Un grupo de estudiantes universitarios decidieron dedicar cuatro semanas de sus vacaciones de verano a ayudar en un hospital de un remoto lugar de África. Uno de ellos contaba a la vuelta lo que habían vivido allí.
“Todos entramos en aquel lugar. No había muebles, poca luz. Camas llenas de niños enfermos y lloriqueando. Nos recibieron las Misioneras de la Caridad con sus hábitos blancos y azules.
Yo me quedé bloqueado, en mitad de la habitación. Nunca había visto nada así.
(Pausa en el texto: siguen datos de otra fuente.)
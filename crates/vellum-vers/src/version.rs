//! A single `(generation, peer)` version stamp.

use std::fmt;
use std::ops::BitOr;

use vellum_error::{Result, VellumError};
use vellum_types::varint::{read_uvarint, write_uvarint};

/// Identifier of a peer database. 64-bit, opaque.
///
/// [`PeerId::ME`] (zero) is reserved for "this local database" and is never
/// written to disk as an author; serialization substitutes the caller's
/// explicit ID so storage stays portable if the local peer is renamed.
#[derive(
    Debug,
    Clone,
    Copy,
    PartialEq,
    Eq,
    Hash,
    serde::Serialize,
    serde::Deserialize,
)]
#[repr(transparent)]
pub struct PeerId(pub u64);

impl PeerId {
    /// The reserved local-database peer ID.
    pub const ME: Self = Self(0);

    /// Whether this is the reserved local ID.
    #[inline]
    pub const fn is_me(self) -> bool {
        self.0 == 0
    }
}

impl fmt::Display for PeerId {
    fn fmt(&self, f: &mut fmt::Formatter<'_>) -> fmt::Result {
        if self.is_me() {
            f.write_str("*")
        } else {
            write!(f, "{:x}", self.0)
        }
    }
}

/// Per-author mutation counter. Zero is invalid in a well-formed version.
pub type Generation = u64;

/// Relation of one version (or vector) to another.
///
/// A two-bit set: `Older` and `Newer` combine into `Conflicting` when each
/// side has changes the other lacks.
#[derive(Debug, Clone, Copy, PartialEq, Eq, Hash)]
#[repr(u8)]
pub enum VersionOrder {
    /// The two are identical.
    Same = 0,
    /// The subject is older.
    Older = 1,
    /// The subject is newer.
    Newer = 2,
    /// Each side has changes the other lacks.
    Conflicting = 3,
}

impl VersionOrder {
    #[inline]
    const fn from_bits(bits: u8) -> Self {
        match bits & 3 {
            0 => Self::Same,
            1 => Self::Older,
            2 => Self::Newer,
            _ => Self::Conflicting,
        }
    }

    #[inline]
    const fn bits(self) -> u8 {
        self as u8
    }

    /// Swap `Older` and `Newer`, as when flipping the subject of a compare.
    #[must_use]
    pub const fn inverse(self) -> Self {
        match self {
            Self::Older => Self::Newer,
            Self::Newer => Self::Older,
            other => other,
        }
    }
}

impl BitOr for VersionOrder {
    type Output = Self;

    fn bitor(self, rhs: Self) -> Self {
        Self::from_bits(self.bits() | rhs.bits())
    }
}

/// A single version stamp: one author's generation count.
#[derive(Debug, Clone, Copy, PartialEq, Eq, Hash)]
pub struct Version {
    generation: Generation,
    author: PeerId,
}

fn bad_ascii(s: &[u8]) -> VellumError {
    VellumError::bad_revision(format!(
        "invalid version string '{}'",
        String::from_utf8_lossy(s)
    ))
}

fn bad_binary() -> VellumError {
    VellumError::bad_revision("invalid binary version")
}

/// Parse a `u64` from ASCII hex digits.
fn parse_hex(s: &[u8]) -> Option<u64> {
    if s.is_empty() || s.len() > 16 {
        return None;
    }
    let text = std::str::from_utf8(s).ok()?;
    u64::from_str_radix(text, 16).ok()
}

impl Version {
    /// Create a version. `generation` must be at least 1.
    pub fn new(generation: Generation, author: PeerId) -> Self {
        debug_assert!(generation >= 1, "generation 0 is invalid");
        Self { generation, author }
    }

    /// The author's generation count.
    #[inline]
    pub const fn generation(&self) -> Generation {
        self.generation
    }

    /// The author peer.
    #[inline]
    pub const fn author(&self) -> PeerId {
        self.author
    }

    /// Parse the ASCII form `hex(gen) "@" (hex(peer) | "*")`.
    pub fn parse_ascii(s: &[u8]) -> Result<Self> {
        let at = s.iter().position(|&b| b == b'@').ok_or_else(|| bad_ascii(s))?;
        let generation = parse_hex(&s[..at]).ok_or_else(|| bad_ascii(s))?;
        if generation == 0 {
            return Err(bad_ascii(s));
        }
        let author_part = &s[at + 1..];
        let author = if author_part == b"*" {
            PeerId::ME
        } else {
            let id = parse_hex(author_part).ok_or_else(|| bad_ascii(s))?;
            if id == 0 {
                // The local peer must be spelled "*", never "0".
                return Err(bad_ascii(s));
            }
            PeerId(id)
        };
        Ok(Self { generation, author })
    }

    /// Read the binary form (two varints) from the front of `data`,
    /// advancing the cursor.
    pub fn read_binary(data: &mut &[u8]) -> Result<Self> {
        let (generation, n) = read_uvarint(data).ok_or_else(bad_binary)?;
        *data = &data[n..];
        let (id, n) = read_uvarint(data).ok_or_else(bad_binary)?;
        *data = &data[n..];
        if generation == 0 {
            return Err(bad_binary());
        }
        Ok(Self {
            generation,
            author: PeerId(id),
        })
    }

    /// Append the binary form, substituting `my_id` for the reserved local
    /// peer ID.
    pub fn write_binary(&self, out: &mut Vec<u8>, my_id: PeerId) {
        let id = if self.author.is_me() { my_id } else { self.author };
        write_uvarint(out, self.generation);
        write_uvarint(out, id.0);
    }

    /// Append the ASCII form, substituting `my_id` for the reserved local
    /// peer ID (unless `my_id` is itself the reserved ID, which renders `*`).
    pub fn write_ascii(&self, out: &mut String, my_id: PeerId) {
        use std::fmt::Write;
        let author = if self.author.is_me() { my_id } else { self.author };
        write!(out, "{:x}@{author}", self.generation).expect("write to String");
    }

    /// The ASCII form as an owned string.
    pub fn ascii(&self, my_id: PeerId) -> String {
        let mut s = String::new();
        self.write_ascii(&mut s, my_id);
        s
    }

    /// Order two generation counts.
    pub fn compare_generations(a: Generation, b: Generation) -> VersionOrder {
        match a.cmp(&b) {
            std::cmp::Ordering::Greater => VersionOrder::Newer,
            std::cmp::Ordering::Less => VersionOrder::Older,
            std::cmp::Ordering::Equal => VersionOrder::Same,
        }
    }

    /// Compare this version against a whole vector; the inverse of
    /// [`crate::VersionVector::compare_to_version`].
    pub fn compare_to_vector(&self, vv: &crate::VersionVector) -> VersionOrder {
        vv.compare_to_version(self).inverse()
    }
}

impl fmt::Display for Version {
    fn fmt(&self, f: &mut fmt::Formatter<'_>) -> fmt::Result {
        write!(f, "{:x}@{}", self.generation, self.author)
    }
}

#[cfg(test)]
mod tests {
    use super::*;

    #[test]
    fn parse_ascii_forms() {
        let v = Version::parse_ascii(b"3@1a").unwrap();
        assert_eq!(v.generation(), 3);
        assert_eq!(v.author(), PeerId(0x1a));

        let me = Version::parse_ascii(b"ff@*").unwrap();
        assert_eq!(me.generation(), 0xff);
        assert!(me.author().is_me());
    }

    #[test]
    fn parse_ascii_rejects_malformed() {
        for bad in [
            &b""[..],
            b"3",
            b"@a",
            b"0@a",
            b"3@",
            b"3@0",
            b"3@zz",
            b"g@a",
            b"3@a@b",
            b"3@a ",
        ] {
            assert!(
                Version::parse_ascii(bad).is_err(),
                "accepted {:?}",
                String::from_utf8_lossy(bad)
            );
        }
    }

    #[test]
    fn binary_roundtrip_substitutes_local_id() {
        let v = Version::new(7, PeerId::ME);
        let mut buf = Vec::new();
        v.write_binary(&mut buf, PeerId(0xbeef));
        let mut cur = &buf[..];
        let back = Version::read_binary(&mut cur).unwrap();
        assert!(cur.is_empty());
        assert_eq!(back.generation(), 7);
        assert_eq!(back.author(), PeerId(0xbeef));
    }

    #[test]
    fn binary_rejects_zero_generation() {
        let mut cur = &[0x00u8, 0x05][..];
        assert!(Version::read_binary(&mut cur).is_err());
        let mut truncated = &[0x81u8][..];
        assert!(Version::read_binary(&mut truncated).is_err());
    }

    #[test]
    fn ascii_renders_star_for_local() {
        let v = Version::new(2, PeerId::ME);
        assert_eq!(v.ascii(PeerId::ME), "2@*");
        assert_eq!(v.ascii(PeerId(0x1b)), "2@1b");
        let remote = Version::new(2, PeerId(9));
        assert_eq!(remote.ascii(PeerId(0x1b)), "2@9");
    }

    #[test]
    fn order_combines_as_bits() {
        assert_eq!(
            VersionOrder::Older | VersionOrder::Newer,
            VersionOrder::Conflicting
        );
        assert_eq!(VersionOrder::Same | VersionOrder::Older, VersionOrder::Older);
        assert_eq!(VersionOrder::Conflicting.inverse(), VersionOrder::Conflicting);
        assert_eq!(VersionOrder::Older.inverse(), VersionOrder::Newer);
    }

    #[test]
    fn compare_generations() {
        assert_eq!(Version::compare_generations(2, 1), VersionOrder::Newer);
        assert_eq!(Version::compare_generations(1, 2), VersionOrder::Older);
        assert_eq!(Version::compare_generations(2, 2), VersionOrder::Same);
    }
}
Mis compañeros se esparcieron por las estancias, siguiendo a distintas monjas, que requerían su asistencia.
Una Hermana me preguntó en inglés: ¿Quieres ayudar? Sí, le dije. ¿Ves a ese niño de allí, el del fondo que llora? Lloraba desconsoladamente, pero sin fuerza. Sí, ése (le dije señalándolo).
Bien: tómalo con cuidado y tráelo. Lo bautizamos ayer. Lo noté con una fiebre altísima. El niño tendría un par de años.Ahora tómalo y dale todo el amor que puedas. No entiendo, me excusé. Que le des todo el cariño de que seas capaz, a tu manera.
Y me dejó con el niño. Le canté, lo besé, lo arrullé… dejó de llorar, me sonrió, se durmió. Al cabo de un rato busqué llorando a la Hermana. Hermana: no respira. Ha muerto en tus brazos… Y tú le has adelantado quince minutos con tu cariño el amor que Dios le va a dar por toda la eternidad. Entonces entendí tantas cosas: el cielo, el amor de mis padres, el amor de Jesús, los detalles de afecto de mis amigos. Supuso un antes y un después en mi vida”. En este Año Nuevo que acabamos de comenzar podemos pararnos y mirar nuestra vida con sinceridad y valentía. Preguntarnos si queremos también nosotros “adelantar con nuestro cariño el amor que Dios quiere dar a las personas que están cerca de nosotros”.
Preguntarnos cómo andamos de amabilidad, de simpatía, de delicadeza en el trato, de perdón, de misericordia. Preguntarnos si sonreímos a las personas que se cruzan en nuestro camino. Podemos pedirle al Espíritu Santo que nos conceda el sorprendente talento de comprender lo que sucede en el interior de las personas. Que las personas que nos rodean piensen en nosotros cuando necesiten unas palabras de consuelo o un rato de conversación. Eso, ¿cómo se consigue? Primero, hay que pedirlo a Dios. Después, con cosas concretas, pequeñas, pero que la gente nota: la forma de saludar, el tono de la voz amable y comprensivo, el modo de interesarse por un detalle personal… Esas cosas que hacen que el otro se sienta comprendido y valorado.
Nuestro Señor quiere que tratemos así a los demás, que cuidemos así de su viña. Nos ha enviado para que otras personas también prueben la bondad de Dios. Nos relata el Evangelio que a la puesta del sol, todos cuantos tenían enfermos de diversas dolencias se los llevaban a Jesús; y, poniendo Él las manos sobre cada uno de ellos, los curaba. Salía de Él una virtud que sanaba a todos. Entre esos “todos” habría de todo: unos que le querrían y otros que no… Pero Jesús no hacía distinción, no hacía acepción de personas: ¡los curaba a todos! ¿Qué es lo que hay que aprender? Quizá a ser más humanos y a reflejar la Bondad de Dios. ¿Reflejo yo la Bondad de Dios?
Con la cara pegada al suelo, las Misioneras de la Caridad rezan una oración que la Beata Teresa de Calcuta escribió en un momento difícil de su vida: “Cristo Jesús, Tú que demostraste tener tanta compasión y amas a las multitudes desamparadas, que derramaste tu amor sobre los leprosos, enfermos, lisiados, hambrientos y prisioneros; Tú que les cuidaste y hablaste con amor y les diste la esperanza y les prometiste la Bondad de tu Padre Celestial, ven en nuestra ayuda y socórrenos; ayúdanos a difundir tu misericordia por todo el mundo”.